Segment Start: SUPPLIED DATA
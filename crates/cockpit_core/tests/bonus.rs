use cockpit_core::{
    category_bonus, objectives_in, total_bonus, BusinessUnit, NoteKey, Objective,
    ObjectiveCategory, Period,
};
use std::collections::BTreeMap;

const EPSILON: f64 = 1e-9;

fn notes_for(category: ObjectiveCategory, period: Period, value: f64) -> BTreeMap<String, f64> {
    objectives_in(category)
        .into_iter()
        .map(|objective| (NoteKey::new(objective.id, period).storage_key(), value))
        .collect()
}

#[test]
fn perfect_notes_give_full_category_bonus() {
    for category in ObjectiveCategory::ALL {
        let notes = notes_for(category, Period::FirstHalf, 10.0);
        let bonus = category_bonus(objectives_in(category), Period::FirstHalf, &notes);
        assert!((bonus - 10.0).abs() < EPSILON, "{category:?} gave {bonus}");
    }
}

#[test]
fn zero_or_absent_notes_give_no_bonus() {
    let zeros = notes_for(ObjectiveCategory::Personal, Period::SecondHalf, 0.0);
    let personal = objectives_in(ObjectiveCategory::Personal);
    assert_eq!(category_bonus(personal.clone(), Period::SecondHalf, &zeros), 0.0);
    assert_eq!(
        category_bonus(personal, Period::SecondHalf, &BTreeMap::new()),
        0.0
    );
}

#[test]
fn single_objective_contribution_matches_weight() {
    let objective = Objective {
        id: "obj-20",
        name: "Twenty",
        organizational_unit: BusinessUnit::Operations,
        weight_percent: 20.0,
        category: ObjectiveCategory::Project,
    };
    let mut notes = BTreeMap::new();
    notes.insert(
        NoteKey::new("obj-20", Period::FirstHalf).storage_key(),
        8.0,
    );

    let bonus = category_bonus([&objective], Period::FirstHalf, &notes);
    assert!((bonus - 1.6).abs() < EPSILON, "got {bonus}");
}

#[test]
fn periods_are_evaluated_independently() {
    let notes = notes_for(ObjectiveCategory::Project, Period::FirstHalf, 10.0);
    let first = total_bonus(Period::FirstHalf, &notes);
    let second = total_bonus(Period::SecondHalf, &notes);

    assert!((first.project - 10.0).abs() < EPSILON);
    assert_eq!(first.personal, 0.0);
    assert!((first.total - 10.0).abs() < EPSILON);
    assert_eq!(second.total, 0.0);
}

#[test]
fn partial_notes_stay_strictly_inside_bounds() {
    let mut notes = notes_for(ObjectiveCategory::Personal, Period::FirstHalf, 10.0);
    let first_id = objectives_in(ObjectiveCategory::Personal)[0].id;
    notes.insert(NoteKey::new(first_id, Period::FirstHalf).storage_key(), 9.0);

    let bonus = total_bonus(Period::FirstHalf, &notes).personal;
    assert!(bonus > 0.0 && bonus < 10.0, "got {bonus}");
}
Segment End: SUPPLIED DATA
TASK: Scan the entries for lines holding the string "SecondHalf", then copy every one of them.

WRITTEN RESPONSE:
    let zeros = notes_for(ObjectiveCategory::Personal, Period::SecondHalf, 0.0);
    assert_eq!(category_bonus(personal.clone(), Period::SecondHalf, &zeros), 0.0);
        category_bonus(personal, Period::SecondHalf, &BTreeMap::new()),
    let second = total_bonus(Period::SecondHalf, &notes);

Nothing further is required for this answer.